Two-point Equidistant Projection and Degree-of-interest Filtering for Smooth Exploration of Geo-referenced Networks
Max Franke, Samuel Beck, Steffen Koch
TL;DR
Geo-referenced networks with uneven node distributions challenge spatial understanding during navigation. The authors propose an ego-perspective visualization with a central map, edge proxies, and animated zoom-and-pan transitions, leveraging Mercator and two-point equidistant projections (tpeqd/azeqd) together with degree-of-interest (DoI) filtering. A proxy-based DoI-driven approach and projection-aware transitions are introduced, with an online study comparing projection types for directional comprehension. The work aims to enable more space-efficient exploration of geo-referenced graphs while preserving scale, direction, and context, with potential for domain-specific DoI customization.
Abstract
The visualization and interactive exploration of geo-referenced networks poses challenges if the network's nodes are not evenly distributed. Our approach proposes new ways of realizing animated transitions for exploring such networks from an ego-perspective.

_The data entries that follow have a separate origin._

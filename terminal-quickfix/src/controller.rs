//! Per-terminal quick fix coordinator.
//!
//! Ties the registry, resolver and outcome tracker to the terminal's command
//! lifecycle:
//!
//! ```text
//!  command finished ──▶ report outcome ──▶ resolve ──▶ pending
//!  command started  ──▶ dispose marker ──▶ decorate pending
//!  marker clicked   ──▶ show menu
//!  item selected    ──▶ run action ──▶ rerun request | report + dispose
//! ```
//!
//! Decoration is deferred to the next command start because the buffer is
//! not ready for a marker when the finish event arrives.

use crate::action::{Activation, RerunRequest, UriOpener};
use crate::builtin;
use crate::command::FinishedCommand;
use crate::config::QuickFixConfig;
use crate::outcome::{OutcomeTracker, QuickFixReport};
use crate::registry::RuleRegistry;
use crate::resolver::{resolve, Resolution};
use crate::rule::QuickFixRule;
use crate::surface::{ActionSet, ActionWidget, DecorationId, ShowOptions, TerminalSurface};
use crate::telemetry::TelemetryReporter;
use std::rc::Rc;

/// A marker on the terminal and the fix-set it opens.
#[derive(Debug)]
struct ActiveDecoration {
    id: DecorationId,
    resolution: Resolution,
}

// ─── Builder ────────────────────────────────────────────────────────────

/// Collects the rule sources for a [`QuickFixController`].
pub struct QuickFixControllerBuilder {
    config: QuickFixConfig,
    contributions: Vec<QuickFixRule>,
    free_port: Option<Rc<dyn Fn(u16)>>,
    telemetry: Option<flume::Sender<QuickFixReport>>,
}

impl QuickFixControllerBuilder {
    pub fn new(config: QuickFixConfig) -> Self {
        Self {
            config,
            contributions: Vec::new(),
            free_port: None,
            telemetry: None,
        }
    }

    /// Add an extension-contributed rule. Registered after the configured ones.
    #[must_use]
    pub fn contribute(mut self, rule: QuickFixRule) -> Self {
        self.contributions.push(rule);
        self
    }

    /// Enable the free-port rule, calling `handler` with the port to free.
    #[must_use]
    pub fn free_port_handler(mut self, handler: impl Fn(u16) + 'static) -> Self {
        self.free_port = Some(Rc::new(handler));
        self
    }

    #[must_use]
    pub fn telemetry(mut self, tx: flume::Sender<QuickFixReport>) -> Self {
        self.telemetry = Some(tx);
        self
    }

    pub fn build<S, W, O>(self, widget: W, opener: O) -> QuickFixController<S, W, O>
    where
        S: TerminalSurface,
        W: ActionWidget,
        O: UriOpener,
    {
        let mut registry = RuleRegistry::new();
        if self.config.builtin_rules {
            registry.register(builtin::git_create_pr());
            registry.register(builtin::git_push_set_upstream());
        }
        registry.register_all(self.config.contributed_rules());
        registry.register_all(self.contributions);
        if self.config.builtin_rules {
            registry.register(builtin::git_similar());
        }
        if let Some(handler) = self.free_port {
            registry.register(builtin::free_port(handler));
        }

        let telemetry = match self.telemetry {
            Some(tx) if self.config.telemetry => TelemetryReporter::new(tx),
            _ => TelemetryReporter::disabled(),
        };
        tracing::debug!("Quick fixes ready with {} rule(s)", registry.len());

        QuickFixController {
            enabled: self.config.enabled,
            audio_cue: self.config.audio_cue,
            registry,
            tracker: OutcomeTracker::new(),
            telemetry,
            pending: None,
            decoration: None,
            surface: None,
            widget,
            opener,
            rerun_tx: None,
        }
    }
}

// ─── Controller ─────────────────────────────────────────────────────────

pub struct QuickFixController<S, W, O> {
    enabled: bool,
    audio_cue: bool,
    registry: RuleRegistry,
    tracker: OutcomeTracker,
    telemetry: TelemetryReporter,
    /// Resolved on command finish, waiting for the next command start.
    pending: Option<Resolution>,
    decoration: Option<ActiveDecoration>,
    surface: Option<S>,
    widget: W,
    opener: O,
    /// Set once the host asks for rerun requests; until then they are dropped.
    rerun_tx: Option<flume::Sender<RerunRequest>>,
}

impl<S, W, O> QuickFixController<S, W, O>
where
    S: TerminalSurface,
    W: ActionWidget,
    O: UriOpener,
{
    /// Attach the terminal buffer. Until then nothing is decorated.
    pub fn attach(&mut self, surface: S) {
        self.surface = Some(surface);
    }

    pub fn register_rule(&mut self, rule: QuickFixRule) {
        self.registry.register(rule);
    }

    /// Commands the user picked, to be written to the terminal.
    ///
    /// The controller keeps no receiver of its own: requests made before this
    /// is called, or after the receiver is dropped, are discarded. Calling it
    /// again replaces the previous channel.
    pub fn rerun_requests(&mut self) -> flume::Receiver<RerunRequest> {
        let (tx, rx) = flume::unbounded();
        self.rerun_tx = Some(tx);
        rx
    }

    pub fn registry(&self) -> &RuleRegistry {
        &self.registry
    }

    pub fn tracker(&self) -> &OutcomeTracker {
        &self.tracker
    }

    pub fn pending(&self) -> Option<&Resolution> {
        self.pending.as_ref()
    }

    /// The fix-set behind the displayed marker.
    pub fn decorated(&self) -> Option<&Resolution> {
        self.decoration.as_ref().map(|d| &d.resolution)
    }

    pub fn surface(&self) -> Option<&S> {
        self.surface.as_ref()
    }

    pub fn widget(&self) -> &W {
        &self.widget
    }

    pub fn on_command_finished(&mut self, command: &dyn FinishedCommand) {
        let command_line = command.command_line();
        if let Some(report) = self.tracker.on_command_finished(command_line) {
            self.telemetry.report(report);
        }
        if !command_line.is_empty() {
            self.dispose_quick_fix();
        }
        self.pending = if self.enabled {
            resolve(command, &self.registry)
        } else {
            None
        };
        if let Some(resolution) = &self.pending {
            self.tracker.arm(resolution);
        }
    }

    pub fn on_command_started(&mut self) {
        self.dispose_quick_fix();
        let Some(resolution) = self.pending.take() else {
            return;
        };
        let Some(surface) = self.surface.as_mut() else {
            tracing::trace!("No terminal surface attached; dropping quick fixes");
            return;
        };
        let Some(id) = surface.register_decoration() else {
            tracing::trace!("Terminal refused the quick fix marker");
            return;
        };
        if self.audio_cue {
            surface.play_audio_cue();
        }
        self.decoration = Some(ActiveDecoration { id, resolution });
    }

    /// Open the menu for the displayed marker. Returns whether it was shown.
    pub fn show_menu(&mut self) -> bool {
        self.tracker.mark_shown();
        let (Some(active), Some(surface)) = (&self.decoration, &self.surface) else {
            return false;
        };
        let Some(anchor) = surface.decoration_rect(active.id) else {
            return false;
        };
        let actions = ActionSet::from_actions(active.resolution.actions());
        self.widget.show(anchor, &actions, ShowOptions::lightbulb());
        true
    }

    /// The user picked a menu item, or highlighted it when `preview`.
    ///
    /// `index` is [`ActionItem::index`](crate::surface::ActionItem::index), a
    /// position in `all_actions`. It is not the row within `valid_actions`,
    /// which leaves out disabled items.
    pub fn on_action_selected(&mut self, index: usize, preview: bool) -> Option<Activation> {
        if preview {
            self.widget.preview_selected();
            return None;
        }
        let activation = self
            .decoration
            .as_mut()
            .and_then(|active| active.resolution.run(index, &self.opener));
        match &activation {
            Some(Activation::Rerun(request)) => {
                tracing::debug!("Rerunning quick fix command `{}`", request.command);
                match &self.rerun_tx {
                    Some(tx) if tx.send(request.clone()).is_ok() => {}
                    _ => tracing::debug!("No listener for quick fix rerun requests"),
                }
            }
            Some(Activation::Completed { fired_id }) => {
                if let Some(report) = self.tracker.on_action_completed(fired_id) {
                    self.telemetry.report(report);
                }
                self.dispose_quick_fix();
            }
            Some(Activation::AlreadyConsumed | Activation::Disabled) | None => {}
        }
        self.widget.hide();
        activation
    }

    pub fn on_widget_hidden(&mut self) {
        if let Some(surface) = self.surface.as_mut() {
            surface.focus();
        }
    }

    fn dispose_quick_fix(&mut self) {
        let Some(active) = self.decoration.take() else {
            return;
        };
        if let Some(surface) = self.surface.as_mut() {
            surface.dispose_decoration(active.id);
        }
    }
}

We aim to reduce the required screen estate while maintaining the viewers' mental map of distances and directions. A preliminary study provides first insights of the comprehensiveness of animated geographic transitions regarding directional relationships between start and end point in different projections. Two use cases showcase how ego-perspective graph exploration can be supported using less screen space than previous approaches.